J.J.: That’s interesting. I think what we have been talking about, the things that we’ve traditionally focused on like helping to deploy R at scale are horizontal tools. They are very, very helpful, but there’s actually another layer of tools that we haven’t talked about. In any given domain of application, you want to have a suite of tools that are specific to that domain. These are also extremely important, but we are more of a facilitator of those tools than a creators, since we’re not domain experts.
Over time, I think that the whole R community is engaged in a really big collective project to build out all the tools required to let people analyze data in the different domains. Some of the work that we are doing is very much focused on enabling this. For example, Hadley tries both to build tools, and to teach people how to build their own great tools for R. As a result, people have built some wonderful packages to make it easier to do specialized types of analyses. The work I’ve done on Rcpp is all about letting people access the highest performance capabilities within their domain whether that’s reading data really fast, or analyzing it quickly, or optimizing certain algorithms. Also, many of the tools that we’ve developed in data visualization are about providing an extensible platform to let people do custom static and interactive visualizations for different domains. So what does a complete tool chain look like? I think part of it is made up of the tools that we build, and the rest of it is made up of the tools other people build on top of our stuff.
JBR: Does sparklyr represent a new direction for RStudio, or is this just part of the tool chain you described?
J.J.: I don’t think it’s a new direction. In his keynote address at the 2014 UseR! conference in UCLA, John Chambers spoke about how the original concept for R was to create an interface language. One of the motivators was that people wanted to use the robust and high performance FORTRAN libraries for doing statistical analysis that already existed, but they wanted to use them in a flexible and interactive way. So the idea was to create a language that was really good at providing interfaces to other computing systems. In the beginning, it was interfacing to an existing body of FORTRAN code, but over time that has been extended to run just about everything. R is a very good interface language.

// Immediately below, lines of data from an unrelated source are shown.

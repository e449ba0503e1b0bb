use crate::error::DbError;
use crate::models::{datetime_to_timestamp, VersionRow};
use chrono::Utc;
use sitesmith_core::{NewVersion, PageVersion};
use sqlx::SqlitePool;
use tracing::debug;
use uuid::Uuid;

#[derive(Clone)]
pub struct VersionRepository {
    pool: SqlitePool,
}

impl VersionRepository {
    pub fn new(pool: SqlitePool) -> Self {
        Self { pool }
    }

    /// Appends the next version for a project. Numbers start at 1 and are
    /// assigned inside one transaction.
    pub async fn create(
        &self,
        project_id: Uuid,
        version: &NewVersion,
    ) -> Result<PageVersion, DbError> {
        let mut tx = self.pool.begin().await?;

        let exists: Option<(String,)> = sqlx::query_as("SELECT id FROM projects WHERE id = ?")
            .bind(project_id.to_string())
            .fetch_optional(&mut *tx)
            .await?;
        if exists.is_none() {
            return Err(DbError::ProjectNotFound(project_id));
        }

        let (next,): (i64,) = sqlx::query_as(
            "SELECT COALESCE(MAX(version_number), 0) + 1 FROM project_versions WHERE project_id = ?",
        )
        .bind(project_id.to_string())
        .fetch_one(&mut *tx)
        .await?;

        let created = PageVersion {
            id: Uuid::new_v4(),
            project_id,
            version_number: next.max(1) as u32,
            html: version.html.clone(),
            change_description: version.change_description.clone(),
            input_tokens: version.input_tokens,
            output_tokens: version.output_tokens,
            cost_usd: version.cost_usd,
            created_at: Utc::now(),
        };

        sqlx::query(
            r#"
            INSERT INTO project_versions (id, project_id, version_number, html, change_description, input_tokens, output_tokens, cost_usd, created_at)
            VALUES (?, ?, ?, ?, ?, ?, ?, ?, ?)
            "#,
        )
        .bind(created.id.to_string())
        .bind(project_id.to_string())
        .bind(next)
        .bind(&created.html)
        .bind(&created.change_description)
        .bind(created.input_tokens as i64)
        .bind(created.output_tokens as i64)
        .bind(created.cost_usd)
        .bind(datetime_to_timestamp(created.created_at))
        .execute(&mut *tx)
        .await?;

        sqlx::query("UPDATE projects SET updated_at = ? WHERE id = ?")
            .bind(datetime_to_timestamp(created.created_at))
            .bind(project_id.to_string())
            .execute(&mut *tx)
            .await?;

        tx.commit().await?;
        debug!(%project_id, version = created.version_number, "Version recorded");
        Ok(created)
    }

    pub async fn list_for_project(&self, project_id: Uuid) -> Result<Vec<PageVersion>, DbError> {
        let rows: Vec<VersionRow> = sqlx::query_as(
            r#"
            SELECT id, project_id, version_number, html, change_description, input_tokens, output_tokens, cost_usd, created_at
            FROM project_versions
            WHERE project_id = ?
            ORDER BY version_number ASC
            "#,
        )
        .bind(project_id.to_string())
        .fetch_all(&self.pool)
        .await?;

        Ok(rows.into_iter().map(VersionRow::into_domain).collect())
    }

    pub async fn latest(&self, project_id: Uuid) -> Result<Option<PageVersion>, DbError> {
        let row: Option<VersionRow> = sqlx::query_as(
            r#"
            SELECT id, project_id, version_number, html, change_description, input_tokens, output_tokens, cost_usd, created_at
            FROM project_versions
            WHERE project_id = ?
            ORDER BY version_number DESC
            LIMIT 1
            "#,
        )
        .bind(project_id.to_string())
        .fetch_optional(&self.pool)
        .await?;

        Ok(row.map(VersionRow::into_domain))
    }

    /// Sum of the cost recorded on every version of a project.
    pub async fn total_cost(&self, project_id: Uuid) -> Result<f64, DbError> {
        let (total,): (f64,) = sqlx::query_as(
            "SELECT COALESCE(SUM(cost_usd), 0.0) FROM project_versions WHERE project_id = ?",
        )
        .bind(project_id.to_string())
        .fetch_one(&self.pool)
        .await?;

        Ok(total)
    }
}

#[cfg(test)]
mod tests {
    use super::*;
    use crate::{create_pool, run_migrations, ProjectRepository};
    use sitesmith_core::{Project, RunContext};
    use tempfile::TempDir;

    async fn setup_test_db() -> (TempDir, SqlitePool) {
        let dir = tempfile::tempdir().unwrap();
        let url = format!("sqlite://{}", dir.path().join("test.db").display());
        let pool = create_pool(&url).await.unwrap();
        run_migrations(&pool).await.unwrap();
        (dir, pool)
    }

    async fn create_test_project(pool: &SqlitePool) -> Project {
        let project = Project::from_run("Coffee", RunContext::new("A coffee shop", "landing", "en"));
        ProjectRepository::new(pool.clone())
            .save(&project)
            .await
            .unwrap();
        project
    }

    #[tokio::test]
    async fn test_versions_are_numbered_in_order() {
        let (_dir, pool) = setup_test_db().await;
        let project = create_test_project(&pool).await;
        let repo = VersionRepository::new(pool);

        let first = repo
            .create(project.id, &NewVersion::new("<html>v1</html>", "Initial build"))
            .await
            .unwrap();
        let second = repo
            .create(
                project.id,
                &NewVersion::new("<html>v2</html>", "Darker hero").with_usage(1200, 800, 0.011),
            )
            .await
            .unwrap();

        assert_eq!(first.version_number, 1);
        assert_eq!(second.version_number, 2);
        assert_eq!(second.page().revision, 1);

        let versions = repo.list_for_project(project.id).await.unwrap();
        assert_eq!(versions.len(), 2);
        assert_eq!(versions[1].change_description, "Darker hero");
        assert_eq!(versions[1].input_tokens, 1200);

        let latest = repo.latest(project.id).await.unwrap().unwrap();
        assert_eq!(latest.html, "<html>v2</html>");
        assert!((repo.total_cost(project.id).await.unwrap() - 0.011).abs() < 1e-9);
    }

    #[tokio::test]
    async fn test_version_for_missing_project() {
        let (_dir, pool) = setup_test_db().await;
        let repo = VersionRepository::new(pool);
        let id = Uuid::new_v4();
        assert!(matches!(
            repo.create(id, &NewVersion::new("<html></html>", "x")).await,
            Err(DbError::ProjectNotFound(_))
        ));
        assert!(repo.latest(id).await.unwrap().is_none());
    }

    #[tokio::test]
    async fn test_delete_project_removes_versions() {
        let (_dir, pool) = setup_test_db().await;
        let project = create_test_project(&pool).await;
        let repo = VersionRepository::new(pool.clone());
        repo.create(project.id, &NewVersion::new("<html></html>", "Initial build"))
            .await
            .unwrap();

        ProjectRepository::new(pool).delete(project.id).await.unwrap();
        assert!(repo.list_for_project(project.id).await.unwrap().is_empty());
    }
}
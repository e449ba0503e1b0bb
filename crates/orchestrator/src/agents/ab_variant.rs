use sitesmith_core::{AgentKind, Artifact, VariantSet};

use super::parse::extract_json;
use super::{Agent, AgentError, AgentInput};

const SYSTEM_PROMPT: &str = "\
You are the A/B Testing Specialist of a landing-page studio. Given the original copy \
(variant A), write two alternatives, B and C, for the headline, subheadline and calls to \
action. Each alternative must take a distinct psychological angle while keeping the brand \
tone. Respond with one JSON object: {\"variants\": {\"headline\": {\"A\": \"...\", \"B\": \
\"...\", \"C\": \"...\"}, ...}, \"rationale\": \"...\"}.";

pub struct AbVariantAgent;

impl Agent for AbVariantAgent {
    fn kind(&self) -> AgentKind {
        AgentKind::AbVariant
    }

    fn system_prompt(&self) -> &'static str {
        SYSTEM_PROMPT
    }

    fn build_prompt(&self, input: &AgentInput) -> Result<String, AgentError> {
        let copy = input.require_copy()?;
        Ok(format!(
            "Original website copy:\n\n{}\n\n\
             Generate A/B test variants for the key conversion elements (headline, \
             subheadline, CTAs). Every B and C must be a distinct alternative, never a \
             copy of A. Return the JSON with variants B and C alongside the original A.",
            copy.raw
        ))
    }

    fn parse_output(&self, raw: &str) -> Result<Artifact, AgentError> {
        let json = extract_json(raw);
        let set: VariantSet = serde_json::from_str(&json)?;

        let has_alternative = set.variants.values().any(|labels| {
            let original = labels.get("A");
            labels
                .iter()
                .any(|(label, text)| label != "A" && Some(text) != original)
        });
        if !has_alternative {
            return Err(AgentError::validation(
                "no alternative variants produced; add B and C that differ from A",
            ));
        }
        Ok(Artifact::Variants(set))
    }
}

#[cfg(test)]
mod tests {
    use super::*;

    #[test]
    fn test_parse_variants() {
        let raw = r#"{"variants": {"headline": {"A": "Great coffee", "B": "Your morning ritual", "C": "Only 20 bags left today"}}, "rationale": "emotion vs urgency"}"#;
        let artifact = AbVariantAgent.parse_output(raw).unwrap();
        let set = artifact.as_variants().unwrap();
        assert_eq!(set.variants["headline"]["B"], "Your morning ritual");
        assert_eq!(set.rationale, "emotion vs urgency");
    }

    #[test]
    fn test_missing_variants_key_is_invalid() {
        let err = AbVariantAgent
            .parse_output(r#"{"headline": {"B": "x"}}"#)
            .unwrap_err();
        assert!(err.to_string().contains("variants"));
    }

    #[test]
    fn test_identical_variants_are_invalid() {
        let raw = r#"{"variants": {"headline": {"A": "Same", "B": "Same"}}}"#;
        assert!(AbVariantAgent.parse_output(raw).is_err());
    }
}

John gave several examples during his talk. One was Rcpp which I’ve already talked about. The other was H2O, which is a distributed computing system for doing machine learning. H2O is written in Java, not R, but the developers have provided it with a very nice R interface. I think that’s how we view just about everything that might be relevant to statisticians or data analysts. If it’s not already in R you can use R to create a fluent and expressive interface for it.
That’s how we view sparklyr. Spark provides a set of big data capabilities that people want to take advantage of, and we’re creating a rich interface in R so the tools and techniques, the working environment and the ability to communicate, things like R Markdown and Shiny, just automatically come with you when you go to work with Spark. John mentioned H2O, but R’s been doing things with distributed processing for a long time, so I think we’re just fulfilling the vision and mission of R against the latest and greatest distributing computing platforms.
JBR: What do you think about R and big data in general? Do you think what RStudio is doing is going to help overcome the perceived limitations of R?
J.J.: Again, you should understand R as a user interface, or a language that’s capable of providing very good user interfaces. Developers don’t implement core algorithms or core distributed computing primitives in R. They use R as a way of interacting with those things. Once people understand this, and they see how good R is, how they can use dplyr to interact with a Spark cluster, I think the light bulb will go off and they’ll say: “Okay, I understand where R fits now. It’s the world’s best interactive environment for data analysis and now I can use it directly against Spark”.
JBR: RStudio is a founding platinum member of the R consortium, seems from the outside really looks like a really big commitment for a small company.
JBR: Why is the R Consortium important? What are your hopes for its future, and what do you think the R Consortium can accomplish?
J.J.: What’s really interesting about the R consortium is that it represents all of R’s stakeholders. There are the original stakeholders, the R Foundation and R Core, the creators of R. There’s a whole community of package developers and users, and then there’s the vendors who are in various ways making a business around R. The R Consortium is an alliance of all these people that says “Hey, we all have a stake in this being as good as it can be. We all have a stake in the long term integrity of the system, so let’s get together in one venue that will allow us to have a dialog about things and fund projects that can help the R Community”.
The R Consortium is a really profound and important group. It has the potential to be the nexus point for everyone in the R Community. That’s why we’re so enthusiastic about the R Consortium and why we’ve got folks within RStudio spending considerable time on it. If it works well, the R Consortium is going to provide a lot of ballast for R, provide a great forum for communicating about R, and help establish trust in R. We want to support it as much as we can.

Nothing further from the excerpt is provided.